## [Exercise prompt]
Report the count, and only the count, of lines in the records that include the word "CameraTarget".

BEGIN Information given

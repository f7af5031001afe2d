//! Camera projection and the per-frame camera blender.
//!
//! The scene never jumps the camera (except on an explicit point-of-view
//! request). Each frame the active camera inverse is pulled a fixed fraction of
//! the way toward a target, which yields exponential-decay smoothing.

use cgmath::{Matrix4, Point3, Rad, SquareMatrix, Vector3, VectorSpace};

use crate::{
    context::Context,
    data_structures::layout::{GRID_COLUMNS, GRID_ROWS},
};

/// Perspective projection parameters, kept in sync with the window size.
#[derive(Clone, Copy, Debug, PartialEq)]
pub struct Projection {
    pub aspect: f32,
    pub fovy: Rad<f32>,
    pub znear: f32,
    pub zfar: f32,
}

impl Projection {
    pub fn new<F: Into<Rad<f32>>>(width: u32, height: u32, fovy: F, znear: f32, zfar: f32) -> Self {
        Self {
            aspect: width as f32 / height.max(1) as f32,
            fovy: fovy.into(),
            znear,
            zfar,
        }
    }

    pub fn resize(&mut self, width: u32, height: u32) {
        if width > 0 && height > 0 {
            self.aspect = width as f32 / height as f32;
        }
    }

    pub fn calc_matrix(&self) -> Matrix4<f32> {
        cgmath::perspective(self.fovy, self.aspect, self.znear, self.zfar)
    }
}

/// What the camera is asked to look at.
#[derive(Clone, Copy, Debug, PartialEq, Eq)]
pub enum CameraTarget {
    /// Third person, behind the avatar.
    Avatar,
    /// Fixed bird's-eye view of the whole maze.
    Overview,
}

/// Camera inverse placed at `offset` in the avatar's local frame.
///
/// `None` only if the composed transform is singular, which a rigid avatar
/// transform never is.
pub fn avatar_target(avatar: &Matrix4<f32>, offset: &Matrix4<f32>) -> Option<Matrix4<f32>> {
    (avatar * offset).invert()
}

/// Looks straight down onto the centre of the maze with north at the top.
pub fn overview_target(ctx: &Context) -> Matrix4<f32> {
    let s = ctx.scale_factor;
    let center_x = GRID_COLUMNS as f32 * 0.5 * s;
    let center_z = GRID_ROWS as f32 * 0.5 * s;
    Matrix4::look_at_rh(
        Point3::new(center_x, 14.0 * s, center_z),
        Point3::new(center_x, 0.0, center_z),
        Vector3::new(0.0, 0.0, -1.0),
    )
}

/// Moves every cell of `current` a `factor` fraction toward `target`.
pub fn blend(current: &Matrix4<f32>, target: &Matrix4<f32>, factor: f32) -> Matrix4<f32> {
    Matrix4::from_cols(
        current.x.lerp(target.x, factor),
        current.y.lerp(target.y, factor),
        current.z.lerp(target.z, factor),
        current.w.lerp(target.w, factor),
    )
}

#[derive(Clone, Debug)]
pub struct CameraBlender {
    camera_inverse: Matrix4<f32>,
    smoothing: f32,
}

impl CameraBlender {
    pub fn new(camera_inverse: Matrix4<f32>, smoothing: f32) -> Self {
        Self {
            camera_inverse,
            smoothing,
        }
    }

    /// One frame of smoothing toward `target`.
    pub fn blend_toward(&mut self, target: &Matrix4<f32>) -> &Matrix4<f32> {
        self.camera_inverse = blend(&self.camera_inverse, target, self.smoothing);
        &self.camera_inverse
    }

    pub fn snap_to(&mut self, target: Matrix4<f32>) {
        self.camera_inverse = target;
    }

    pub fn camera_inverse(&self) -> &Matrix4<f32> {
        &self.camera_inverse
    }
}
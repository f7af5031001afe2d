//! The rendering collaborator and draw batching.
//!
//! The scene never talks to a GPU directly. Every frame it hands its draws to a
//! [`Renderer`]: the projection, the light list, the camera inverse and one
//! `draw_unit` call per placed mesh. Backends are free to upload these however
//! they like; [`RecordingRenderer`] keeps them in memory so the draws of a
//! frame can be inspected and sorted into instanced batches.
//!
//! # Key types
//!
//! - [`Renderer`] is the trait a backend implements
//! - [`DrawCall`] is one recorded `draw_unit` call
//! - [`Instanced`] groups draws sharing a mesh and material into one instance list
//! - [`Batches`] splits instanced groups into the opaque and transparent passes
//!

use cgmath::{InnerSpace, Matrix4, SquareMatrix, Vector3, Vector4};

use crate::{
    camera::Projection,
    data_structures::instance::InstanceRaw,
    pipelines::{light::Light, material::Material},
};

/// Primitive meshes the scene draws. Generating their geometry is up to the backend.
#[derive(Clone, Copy, Debug, PartialEq, Eq, Hash)]
pub enum Mesh {
    /// The unit cube `[-1, 1]³`; every maze unit is a scaled cube.
    Cube,
    Sphere,
    Avatar,
}

/// A frame sink for the scene.
///
/// Calls arrive in this order each frame: `begin_frame`, `set_projection`,
/// `set_lights`, `set_camera_inverse`, any number of `draw_unit`, `end_frame`.
pub trait Renderer {
    fn begin_frame(&mut self) {}

    fn set_projection(&mut self, projection: &Projection);

    fn set_lights(&mut self, lights: &[Light]);

    fn set_camera_inverse(&mut self, camera_inverse: &Matrix4<f32>);

    fn draw_unit(&mut self, mesh: Mesh, transform: &Matrix4<f32>, material: &Material);

    fn end_frame(&mut self) {}
}

#[derive(Clone, Debug, PartialEq)]
pub struct DrawCall {
    pub mesh: Mesh,
    pub transform: Matrix4<f32>,
    pub material: Material,
}

/// All draws of a frame sharing one mesh and one material.
#[derive(Clone, Debug, PartialEq)]
pub struct Instanced {
    pub mesh: Mesh,
    pub material: Material,
    pub instances: Vec<InstanceRaw>,
}

/// Instanced groups split by pass, in the order they should be submitted.
///
/// Transparent groups come sorted back to front by their nearest instance so
/// that blending composes correctly.
#[derive(Clone, Debug, Default, PartialEq)]
pub struct Batches {
    pub opaque: Vec<Instanced>,
    pub transparent: Vec<Instanced>,
}

impl Batches {
    /// Packed per-instance data of every opaque group, ready for a vertex buffer.
    pub fn opaque_bytes(&self) -> Vec<u8> {
        let raws: Vec<InstanceRaw> = self
            .opaque
            .iter()
            .flat_map(|group| group.instances.iter().copied())
            .collect();
        bytemuck::cast_slice(&raws).to_vec()
    }

    pub fn instance_count(&self) -> usize {
        self.opaque
            .iter()
            .chain(self.transparent.iter())
            .map(|group| group.instances.len())
            .sum()
    }
}

/**
 * Keeps everything the scene submitted during the last frame.
 *
 * `begin_frame` drops the previous frame's draws, so after a call to
 * `MazeScene::render` the recorder holds exactly that frame.
 */
#[derive(Clone, Debug, Default)]
pub struct RecordingRenderer {
    frames: u32,
    projection: Option<Projection>,
    lights: Vec<Light>,
    camera_inverse: Option<Matrix4<f32>>,
    draws: Vec<DrawCall>,
}

impl RecordingRenderer {
    pub fn new() -> Self {
        Self::default()
    }

    /// Number of frames begun so far.
    pub fn frames(&self) -> u32 {
        self.frames
    }

    pub fn projection(&self) -> Option<&Projection> {
        self.projection.as_ref()
    }

    pub fn lights(&self) -> &[Light] {
        &self.lights
    }

    pub fn camera_inverse(&self) -> Option<&Matrix4<f32>> {
        self.camera_inverse.as_ref()
    }

    pub fn draws(&self) -> &[DrawCall] {
        &self.draws
    }

    pub fn draws_of(&self, mesh: Mesh) -> impl Iterator<Item = &DrawCall> {
        self.draws.iter().filter(move |draw| draw.mesh == mesh)
    }

    pub fn count_with_material(&self, material: &Material) -> usize {
        self.draws
            .iter()
            .filter(|draw| draw.material == *material)
            .count()
    }

    /// Groups the recorded draws into opaque and transparent instanced batches.
    ///
    /// Groups keep the order in which their first draw was recorded.
    pub fn batches(&self) -> Batches {
        let mut batches = Batches::default();
        for draw in &self.draws {
            let pass = if draw.material.is_transparent() {
                &mut batches.transparent
            } else {
                &mut batches.opaque
            };
            let raw = InstanceRaw::new(&draw.transform, draw.material.colour);
            match pass
                .iter_mut()
                .find(|group| group.mesh == draw.mesh && group.material == draw.material)
            {
                Some(group) => group.instances.push(raw),
                None => pass.push(Instanced {
                    mesh: draw.mesh,
                    material: draw.material,
                    instances: vec![raw],
                }),
            }
        }
        if let Some(eye) = self.eye() {
            let distance = |group: &Instanced| {
                group
                    .instances
                    .iter()
                    .map(|raw| (Vector4::from(raw.model[3]).truncate() - eye).magnitude2())
                    .fold(f32::INFINITY, f32::min)
            };
            batches
                .transparent
                .sort_by(|a, b| distance(b).total_cmp(&distance(a)));
        }
        batches
    }

    fn eye(&self) -> Option<Vector3<f32>> {
        self.camera_inverse
            .and_then(|camera_inverse| camera_inverse.invert())
            .map(|camera| camera.w.truncate())
    }
}

impl Renderer for RecordingRenderer {
    fn begin_frame(&mut self) {
        self.frames += 1;
        self.draws.clear();
    }

    fn set_projection(&mut self, projection: &Projection) {
        self.projection = Some(*projection);
    }

    fn set_lights(&mut self, lights: &[Light]) {
        self.lights = lights.to_vec();
    }

    fn set_camera_inverse(&mut self, camera_inverse: &Matrix4<f32>) {
        self.camera_inverse = Some(*camera_inverse);
    }

    fn draw_unit(&mut self, mesh: Mesh, transform: &Matrix4<f32>, material: &Material) {
        self.draws.push(DrawCall {
            mesh,
            transform: *transform,
            material: *material,
        });
    }
}

/// Renderer that only logs a per-frame summary. Useful without a GPU backend.
#[derive(Debug, Default)]
pub struct LogRenderer {
    frame: u64,
    draws: usize,
    transparent: usize,
}

impl Renderer for LogRenderer {
    fn begin_frame(&mut self) {
        self.frame += 1;
        self.draws = 0;
        self.transparent = 0;
    }

    fn set_projection(&mut self, projection: &Projection) {
        log::trace!("Projection aspect {:.3}", projection.aspect);
    }

    fn set_lights(&mut self, lights: &[Light]) {
        log::trace!("{} lights", lights.len());
    }

    fn set_camera_inverse(&mut self, _camera_inverse: &Matrix4<f32>) {}

    fn draw_unit(&mut self, _mesh: Mesh, _transform: &Matrix4<f32>, material: &Material) {
        self.draws += 1;
        if material.is_transparent() {
            self.transparent += 1;
        }
    }

    fn end_frame(&mut self) {
        log::debug!(
            "Frame {}: {} draws ({} transparent)",
            self.frame,
            self.draws,
            self.transparent
        );
    }
}
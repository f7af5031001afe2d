//! Display themes and the orthogonal presentation and help toggles.
//!
//! Exactly one [`Theme`] is active at a time. Presentation mode and help mode
//! are independent booleans layered on top of whichever theme is selected.

use cgmath::Vector4;

use crate::{
    camera::CameraTarget,
    pipelines::{
        light::Light,
        material::{Colour, Material, TextureRef},
    },
};

const YELLOW: u32 = 0xfac91a;
const BLUE: u32 = 0x1a9ffa;

#[derive(Clone, Copy, Debug, Default, PartialEq, Eq, Hash)]
pub enum Theme {
    #[default]
    WalkingToClass,
    NavigateHall,
    Observatory,
    /// The old desktop screen saver look, with the textured floor.
    Classic,
}

/// Everything a theme decides about how the maze looks.
#[derive(Clone, Debug, PartialEq)]
pub struct Palette {
    pub wall: Material,
    pub floor: Material,
    pub accent: Material,
    pub start_wall: Material,
    pub end_wall: Material,
    pub sky: Material,
    pub ground: Material,
    pub avatar: Material,
    pub prop: Material,
    pub lights: Vec<Light>,
    /// `Some` for themes that close the maze with a ceiling tiling.
    pub ceiling: Option<Material>,
}

fn sun() -> Light {
    Light::new(Vector4::new(-10.0, 100.0, -10.0, 1.0), Colour::WHITE, 10000.0)
}

impl Theme {
    pub const ALL: [Theme; 4] = [
        Theme::WalkingToClass,
        Theme::NavigateHall,
        Theme::Observatory,
        Theme::Classic,
    ];

    /// Themes are numbered from 1, matching the number row.
    pub fn from_index(index: usize) -> Option<Theme> {
        index.checked_sub(1).and_then(|i| Self::ALL.get(i).copied())
    }

    pub fn name(self) -> &'static str {
        match self {
            Theme::WalkingToClass => "walking to class",
            Theme::NavigateHall => "navigate the hall",
            Theme::Observatory => "observatory",
            Theme::Classic => "classic",
        }
    }

    pub fn palette(self) -> Palette {
        match self {
            Theme::WalkingToClass => Palette {
                wall: Material::phong(Colour::hex(0xb8b8b8)),
                floor: Material::phong(Colour::hex(YELLOW)),
                accent: Material::phong(Colour::hex(BLUE)),
                start_wall: Material::phong(Colour::hex(0x3fb950)),
                end_wall: Material::phong(Colour::hex(0xe5534b)),
                sky: Material::phong(Colour::hex(0x87ceeb)),
                ground: Material::phong(Colour::hex(0x4c7a34)),
                avatar: Material::phong(Colour::WHITE),
                prop: Material::phong(Colour::hex(0xff8c1a)),
                lights: vec![sun()],
                ceiling: None,
            },
            Theme::NavigateHall => Palette {
                wall: Material::gouraud(Colour::hex(0xf2e8d5)),
                floor: Material::phong(Colour::hex(0x8a5a2b)),
                accent: Material::phong(Colour::hex(BLUE)),
                start_wall: Material::gouraud(Colour::hex(0x2e7d32)),
                end_wall: Material::gouraud(Colour::hex(0xc62828)),
                sky: Material::phong(Colour::hex(0x5a5a5a)),
                ground: Material::phong(Colour::hex(0x3a3a3a)),
                avatar: Material::phong(Colour::hex(0x1a237e)),
                prop: Material::phong(Colour::hex(0xffe082)),
                lights: vec![
                    sun(),
                    Light::new(
                        Vector4::new(24.0, 6.0, 9.0, 1.0),
                        Colour::hex(0xfff3c4),
                        100.0,
                    ),
                ],
                ceiling: Some(Material::phong(Colour::hex(0xfafafa))),
            },
            Theme::Observatory => Palette {
                wall: Material::phong(Colour::hex(0x2b2d42)),
                floor: Material::phong(Colour::hex(0x1b1b2f)),
                accent: Material::gouraud(Colour::hex(0x8d99ae)),
                start_wall: Material::phong(Colour::hex(0x3a506b)),
                end_wall: Material::phong(Colour::hex(0x5bc0be)),
                sky: Material::gouraud(Colour::hex(0x0b0c1e)),
                ground: Material::phong(Colour::hex(0x111111)),
                avatar: Material::gouraud(Colour::hex(0xedf2f4)),
                prop: Material::gouraud(Colour::hex(0xfff8dc)),
                lights: vec![Light::new(
                    Vector4::new(-10.0, 100.0, -10.0, 1.0),
                    Colour([0.6, 0.6, 0.8, 1.0]),
                    10000.0,
                )],
                ceiling: None,
            },
            Theme::Classic => Palette {
                wall: Material::phong(Colour::hex(0xc0c0c0)),
                floor: Material::textured(TextureRef::Asset("assets/earth.gif")),
                accent: Material::phong(Colour::hex(BLUE)),
                start_wall: Material::phong(Colour::hex(0xc0c0c0)),
                end_wall: Material::phong(Colour::hex(0xc0c0c0)),
                sky: Material::phong(Colour::hex(0x008080)),
                ground: Material::phong(Colour::hex(0x808080)),
                avatar: Material::phong(Colour::hex(YELLOW)),
                prop: Material::gouraud(Colour::hex(0xff0000)),
                lights: vec![sun()],
                ceiling: Some(Material::phong(Colour::hex(0xdcdcdc))),
            },
        }
    }
}

/// The active theme plus the presentation and help toggles.
#[derive(Clone, Copy, Debug, PartialEq, Eq)]
pub struct ModeState {
    pub theme: Theme,
    pub presentation_mode: bool,
    pub help_mode: bool,
    slide_index: usize,
    slide_count: usize,
}

impl ModeState {
    /// An empty deck is treated as a single slide.
    pub fn new(slide_count: usize) -> Self {
        Self {
            theme: Theme::default(),
            presentation_mode: false,
            help_mode: false,
            slide_index: 0,
            slide_count: slide_count.max(1),
        }
    }

    /// Returns whether the theme changed.
    pub fn select_theme(&mut self, theme: Theme) -> bool {
        if self.theme == theme {
            return false;
        }
        log::info!("Switching theme from {} to {}", self.theme.name(), theme.name());
        self.theme = theme;
        true
    }

    pub fn toggle_presentation(&mut self) -> bool {
        self.presentation_mode = !self.presentation_mode;
        log::info!("Presentation mode {}", on_off(self.presentation_mode));
        self.presentation_mode
    }

    pub fn slide_index(&self) -> usize {
        self.slide_index
    }

    pub fn slide_count(&self) -> usize {
        self.slide_count
    }

    pub fn next_slide(&mut self) -> usize {
        self.slide_index = (self.slide_index + 1) % self.slide_count;
        self.slide_index
    }

    pub fn prev_slide(&mut self) -> usize {
        self.slide_index = (self.slide_index + self.slide_count - 1) % self.slide_count;
        self.slide_index
    }

    pub fn toggle_help(&mut self) -> bool {
        self.set_help(!self.help_mode);
        self.help_mode
    }

    pub fn set_help(&mut self, help_mode: bool) {
        if self.help_mode != help_mode {
            log::info!("Help mode {}", on_off(help_mode));
        }
        self.help_mode = help_mode;
    }

    /// The material boundary walls are drawn with while presenting.
    pub fn slide_material(&self) -> Material {
        Material::textured(TextureRef::Slide(self.slide_index))
    }

    pub fn camera_target(&self) -> CameraTarget {
        if self.help_mode {
            CameraTarget::Overview
        } else {
            CameraTarget::Avatar
        }
    }

    pub fn avatar_visible(&self) -> bool {
        !self.help_mode
    }
}

fn on_off(flag: bool) -> &'static str {
    if flag { "on" } else { "off" }
}
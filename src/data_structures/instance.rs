//! Unit transforms and their GPU instance layout.
//!
//! Maze unit templates are authored as an [`Instance`] (translate, rotate,
//! scale) and turned into matrices for composition. Every recorded draw can be
//! packed into an [`InstanceRaw`] for upload as per-instance vertex data.

use cgmath::{One, SquareMatrix};

use crate::pipelines::material::Colour;

/// Per-instance transformation: position, rotation (as quaternion), and scale.
#[derive(Clone, Debug, PartialEq)]
pub struct Instance {
    pub position: cgmath::Vector3<f32>,
    pub rotation: cgmath::Quaternion<f32>,
    pub scale: cgmath::Vector3<f32>,
}

impl Instance {
    /// Create a new instance with identity transformation (no move, rotate, or scale).
    pub fn new() -> Self {
        Self {
            position: cgmath::Vector3::new(0.0, 0.0, 0.0),
            rotation: cgmath::Quaternion::one(),
            scale: cgmath::Vector3::new(1.0, 1.0, 1.0),
        }
    }

    pub fn scaled(self, x: f32, y: f32, z: f32) -> Self {
        Self {
            scale: cgmath::Vector3::new(x, y, z),
            ..self
        }
    }

    /// `T * R * S`: scale first, then rotate, then translate.
    pub fn to_matrix(&self) -> cgmath::Matrix4<f32> {
        cgmath::Matrix4::from_translation(self.position)
            * cgmath::Matrix4::from(self.rotation)
            * cgmath::Matrix4::from_nonuniform_scale(self.scale.x, self.scale.y, self.scale.z)
    }
}

impl From<cgmath::Vector3<f32>> for Instance {
    fn from(position: cgmath::Vector3<f32>) -> Self {
        Instance {
            position,
            ..Default::default()
        }
    }
}

impl Default for Instance {
    fn default() -> Self {
        Self::new()
    }
}

/**
 * The raw instance is the actual data a GPU backend stores per instance:
 * the model matrix as four column vectors, the material colour and the sign of
 * the model determinant so mirrored units can flip their normals.
 */
#[repr(C)]
#[derive(Debug, Copy, Clone, PartialEq, bytemuck::Pod, bytemuck::Zeroable)]
pub struct InstanceRaw {
    pub model: [[f32; 4]; 4],
    pub colour: [f32; 4],
    pub handedness: f32,
}

impl InstanceRaw {
    pub fn new(model: &cgmath::Matrix4<f32>, colour: Colour) -> Self {
        Self {
            model: (*model).into(),
            colour: colour.0,
            handedness: model.determinant().signum(),
        }
    }
}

END Information given

## [Reply]
5